┌─ RECORDS FOR THE TASK
//! High-level SDK for WikiTrees.
//!
//! [`Wiki`] is the entry point for anything serving the wiki: it is built
//! from an explicit [`WikiConfig`] and owns the page repository, tag index,
//! account store, search engine and HTML validator. There are no global
//! clients; construct one `Wiki` and share it.

pub mod config;
pub mod error;
pub mod search;
pub mod wiki;

pub use config::{ContainerConfig, StorageBackend, StorageConfig, TagConfig, WikiConfig};
pub use error::{SdkError, SdkResult};
pub use search::{SearchEngine, SearchOptions};
pub use wiki::Wiki;

// Re-export key types
pub use wiki_accounts::AccountRecord;
pub use wiki_pages::{Page, UploadReceipt};
pub use wiki_tags::{MatchMode, MissingDocument, TagIndexOptions, TagUpdate, WriteDiscipline};
pub use wiki_types::{BlobKey, ETag, FileKind};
└─
__EXERCISE AIM__. Wherever the word "error" appears in the records above, copy that line.

__ANSWER BOX__.
pub mod error;
pub use error::{SdkError, SdkResult};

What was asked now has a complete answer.